Information processing in scene-selective cortex

These findings have important implications for developing a computational understanding of scene-selective visual cortex. To gain an understanding of the algorithms implemented by the visual system we first need candidate quantitative models whose parameters and operations can be interpreted for theoretical insights. One of the primary criteria for evaluating such a model is that it explains a substantial portion of stimulus-driven activity in the brain region of interest. Any model that does not meet this necessary criterion is fundamentally insufficient or incorrect. A major strength of the CNN examined here is that it is highly accurate at predicting cortical responses to the perception of natural scenes. Indeed, the CNN explained as much variance in the responses of the OPA as could be expected for any model, after accounting for the portion of OPA variance that could be attributed to noise. Thus, as in previous studies of high-level object perception, the ability of the CNN to reach the noise ceiling for explained variance during scene perception constitutes a major advance in the quantitative modeling of cortical responses [6, 7].

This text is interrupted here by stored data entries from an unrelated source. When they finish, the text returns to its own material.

//! Construction-time diagnostics
//!
//! Problems found while building statements are collected here rather than
//! returned as errors, so one pass over a unit surfaces all of them. The
//! statement being built stays constructible; its node just carries an error
//! type or an empty case table.

use std::fmt;

use super::types::Span;

/// Severity levels for diagnostics
#[derive(Debug, Clone, Copy, PartialEq, Eq)]
pub enum Severity {
    /// Blocks loading the unit
    Error,
    /// Reported but not fatal
    Warning,
}

/// One construction problem attached to a source location
#[derive(Debug, Clone)]
pub struct Diagnostic {
    pub span: Span,
    pub message: String,
    pub severity: Severity,
    /// Earlier location this one conflicts with (first `default`, first
    /// duplicate label)
    pub related: Option<Span>,
}

impl Diagnostic {
    pub fn is_error(&self) -> bool {
        matches!(self.severity, Severity::Error)
    }
}

impl fmt::Display for Diagnostic {
    fn fmt(&self, f: &mut fmt::Formatter<'_>) -> fmt::Result {
        let severity = match self.severity {
            Severity::Error => "error",
            Severity::Warning => "warning",
        };
        write!(
            f,
            "{} at line {}, col {}: {}",
            severity, self.span.start_line, self.span.start_col, self.message
        )?;
        if let Some(related) = &self.related {
            write!(f, " (see line {})", related.start_line)?;
        }
        Ok(())
    }
}

/// Diagnostic sink
#[derive(Debug, Clone, Default)]
pub struct Diagnostics {
    items: Vec<Diagnostic>,
}

impl Diagnostics {
    pub fn new() -> Self {
        Self::default()
    }

    fn push(&mut self, span: Span, message: String, severity: Severity, related: Option<Span>) {
        tracing::debug!(line = span.start_line, ?severity, "{}", message);
        self.items.push(Diagnostic {
            span,
            message,
            severity,
            related,
        });
    }

    pub fn error(&mut self, span: Span, message: impl Into<String>) {
        self.push(span, message.into(), Severity::Error, None);
    }

    pub fn error_related(&mut self, span: Span, message: impl Into<String>, related: Span) {
        self.push(span, message.into(), Severity::Error, Some(related));
    }

    pub fn warning(&mut self, span: Span, message: impl Into<String>) {
        self.push(span, message.into(), Severity::Warning, None);
    }

    pub fn has_errors(&self) -> bool {
        self.items.iter().any(Diagnostic::is_error)
    }

    pub fn error_count(&self) -> usize {
        self.items.iter().filter(|d| d.is_error()).count()
    }

    pub fn len(&self) -> usize {
        self.items.len()
    }

    pub fn is_empty(&self) -> bool {
        self.items.is_empty()
    }

    pub fn iter(&self) -> impl Iterator<Item = &Diagnostic> {
        self.items.iter()
    }

    /// Whether any diagnostic message contains `needle`
    pub fn contains(&self, needle: &str) -> bool {
        self.items.iter().any(|d| d.message.contains(needle))
    }
}

impl IntoIterator for Diagnostics {
    type Item = Diagnostic;
    type IntoIter = std::vec::IntoIter<Diagnostic>;

    fn into_iter(self) -> Self::IntoIter {
        self.items.into_iter()
    }
}
//! Configuration loading
//!
//! Sources, lowest priority first:
//! 1. Built-in defaults
//! 2. TOML file (`--config`, `SIFT_CONFIG_PATH`, or `./sift.toml` if present)
//! 3. Environment variables prefixed `SIFT_`, nested with `__`
//!    (e.g. `SIFT_ENGINE__MAX_LOOP_ITERATIONS=10000`)
//!
//! A `.env` file in the working directory is loaded into the environment
//! first.

use std::path::PathBuf;

use anyhow::{Context, Result};
use serde::{Deserialize, Serialize};

const DEFAULT_CONFIG_FILE: &str = "sift.toml";
const CONFIG_PATH_VAR: &str = "SIFT_CONFIG_PATH";

#[derive(Debug, Clone, Default, PartialEq, Serialize, Deserialize)]
#[serde(default)]
pub struct Config {
    pub log: LogConfig,
    pub engine: EngineConfig,
    pub triggers: TriggerConfig,
    pub debug: DebugConfig,
}

#[derive(Debug, Clone, PartialEq, Serialize, Deserialize)]
#[serde(default)]
pub struct LogConfig {
    /// `tracing_subscriber::EnvFilter` directive; `RUST_LOG` wins when set
    pub filter: String,
}

impl Default for LogConfig {
    fn default() -> Self {
        Self {
            filter: "info".to_string(),
        }
    }
}

#[derive(Debug, Clone, Default, PartialEq, Serialize, Deserialize)]
#[serde(default)]
pub struct EngineConfig {
    /// Abort a `while` loop after this many iterations. Unlimited when unset.
    #[serde(skip_serializing_if = "Option::is_none")]
    pub max_loop_iterations: Option<u64>,
    /// Readable descriptions include per-statement access stats
    pub include_stats: bool,
}

#[derive(Debug, Clone, Default, PartialEq, Serialize, Deserialize)]
#[serde(default)]
pub struct TriggerConfig {
    /// Refuse new `when` registrations beyond this many pending triggers
    #[serde(skip_serializing_if = "Option::is_none")]
    pub max_pending: Option<usize>,
}

#[derive(Debug, Clone, Default, PartialEq, Serialize, Deserialize)]
#[serde(default)]
pub struct DebugConfig {
    /// Maintain the line -> statement map for debuggers
    pub filemaps: bool,
}

impl Config {
    pub fn builder() -> ConfigBuilder {
        ConfigBuilder::default()
    }

    /// Load with default search rules
    pub fn load() -> Result<Self> {
        Self::builder().build()
    }

    /// Effective configuration as TOML
    pub fn to_toml(&self) -> Result<String> {
        toml::to_string_pretty(self).context("Failed to render configuration")
    }
}

#[derive(Debug, Default)]
pub struct ConfigBuilder {
    config_path: Option<PathBuf>,
    skip_env: bool,
}

impl ConfigBuilder {
    /// Explicit config file; it must exist
    pub fn config_path(mut self, path: Option<PathBuf>) -> Self {
        self.config_path = path;
        self
    }

    /// Ignore `SIFT_*` environment variables and `.env`
    pub fn skip_env(mut self, skip: bool) -> Self {
        self.skip_env = skip;
        self
    }

    pub fn build(self) -> Result<Config> {
        if !self.skip_env {
            dotenvy::dotenv().ok();
        }

        let explicit = self.config_path.or_else(|| {
            if self.skip_env {
                None
            } else {
                std::env::var(CONFIG_PATH_VAR).ok().map(PathBuf::from)
            }
        });

        let file = match &explicit {
            Some(path) => {
                tracing::debug!(path = %path.display(), "loading config file");
                ::config::File::from(path.as_path()).required(true)
            }
            None => ::config::File::with_name(DEFAULT_CONFIG_FILE).required(false),
        };

        let mut builder = ::config::Config::builder().add_source(file);
        if !self.skip_env {
            builder = builder.add_source(
                ::config::Environment::with_prefix("SIFT")
                    .prefix_separator("_")
                    .separator("__")
                    .try_parsing(true),
            );
        }

        let config: Config = builder
            .build()
            .context("Failed to read configuration sources")?
            .try_deserialize()
            .context("Invalid configuration")?;

        Ok(config)
    }
}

Another strength of the CNN as a candidate model is that its representations can be computed from arbitrary image inputs. This image computability confers two major benefits to the CNN. First, its internal representations can be investigated across all computational stages and mapped onto a cortical hierarchy, allowing for a complete description of the nonlinear transformations that convert sensory inputs into high-level visual features [11]. Second, image computability allows investigators to submit novel stimulus inputs to the CNN for the purpose of testing mechanistic hypotheses through in silico experiments. Here we took advantage of this image computability to test several hypotheses about which stimulus inputs are critical for computing affordance-related visual features and predicting the responses of the OPA. These analyses demonstrated the importance of inputs from the lower visual field (i.e., the bottom of the image when fixation is at the center), which aligns with previous fMRI studies that used receptive-field mapping to identify a lower-field bias in the OPA [38, 39]. These analyses also demonstrated the importance of several low-level image features that have previously been shown to drive the responses of scene-selective visual cortex, including high-spatial frequencies and contours at cardinal orientations [32-36], but see [37].

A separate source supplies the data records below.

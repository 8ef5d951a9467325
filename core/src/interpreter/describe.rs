//! Statement descriptions
//!
//! [`Desc`] collects either a readable, indented reconstruction of a
//! statement tree or a compact structural encoding in which each statement is
//! introduced by its numeric tag code and tokens are separated by single
//! spaces. Statements write themselves through the same calls in both modes;
//! the writer decides what spacing and line breaks mean.

#[derive(Debug, Clone, Copy, PartialEq, Eq, Default)]
pub enum DescMode {
    #[default]
    Readable,
    Compact,
}

#[derive(Debug, Default)]
pub struct Desc {
    mode: DescMode,
    buf: String,
    indent: usize,
    at_line_start: bool,
    include_stats: bool,
}

impl Desc {
    pub fn new(mode: DescMode) -> Self {
        Self {
            mode,
            at_line_start: true,
            ..Default::default()
        }
    }

    pub fn readable() -> Self {
        Self::new(DescMode::Readable)
    }

    pub fn compact() -> Self {
        Self::new(DescMode::Compact)
    }

    /// Append `(@<time> #<count>)` access stats after readable statements
    pub fn with_stats(mut self, include: bool) -> Self {
        self.include_stats = include;
        self
    }

    pub fn mode(&self) -> DescMode {
        self.mode
    }

    pub fn is_readable(&self) -> bool {
        self.mode == DescMode::Readable
    }

    pub fn include_stats(&self) -> bool {
        self.include_stats && self.is_readable()
    }

    pub fn add(&mut self, s: &str) {
        match self.mode {
            DescMode::Readable => {
                if self.at_line_start {
                    for _ in 0..self.indent {
                        self.buf.push('\t');
                    }
                    self.at_line_start = false;
                }
            }
            DescMode::Compact => {
                if !self.buf.is_empty() {
                    self.buf.push(' ');
                }
            }
        }
        self.buf.push_str(s);
    }

    /// Append directly after the previous token, dropping a pending space
    pub fn add_tight(&mut self, s: &str) {
        if self.is_readable() && !self.at_line_start {
            let trimmed = self.buf.trim_end_matches(' ').len();
            self.buf.truncate(trimmed);
            self.buf.push_str(s);
        } else {
            self.add(s);
        }
    }

    /// Structural count: tag codes and list lengths. Omitted in readable mode.
    pub fn add_count(&mut self, n: u64) {
        if self.mode == DescMode::Compact {
            self.add(&n.to_string());
        }
    }

    pub fn sp(&mut self) {
        if self.is_readable() && !self.at_line_start {
            self.buf.push(' ');
        }
    }

    /// Line break; consecutive breaks collapse into one
    pub fn nl(&mut self) {
        if self.is_readable() && !self.at_line_start {
            let trimmed = self.buf.trim_end_matches(' ').len();
            self.buf.truncate(trimmed);
            self.buf.push('\n');
            self.at_line_start = true;
        }
    }

    /// Indent one more level and start a new line
    pub fn push_indent(&mut self) {
        self.indent += 1;
        self.nl();
    }

    pub fn pop_indent(&mut self) {
        self.indent = self.indent.saturating_sub(1);
        self.nl();
    }

    pub fn as_str(&self) -> &str {
        &self.buf
    }

    pub fn into_string(self) -> String {
        self.buf
    }
}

We also performed visualization experiments on the internal representations of the CNN to identify potential affordance-related scene features that might be encoded in the population responses of the OPA. Our approach involved data-driven visualizations of the image regions detected by individual CNN units. We focused on the fifth convolutional layer of the CNN and, in particular, on units in this layer that corresponded most strongly to the representations of the OPA and the navigational-affordance model. Among the scene features detected by these units, two broad themes were prominent: boundary-defining junctions and large, extended surfaces. Boundary-defining junctions were contours where two or more large and often orthogonal surfaces were adjoined. These included extended junctions of two surfaces, such as a wall and a floor, and corners where three surfaces come together, such as two walls and a floor. In other words, boundary-defining junctions resembled the basic features that one would use to sketch the spatial layout of a scene.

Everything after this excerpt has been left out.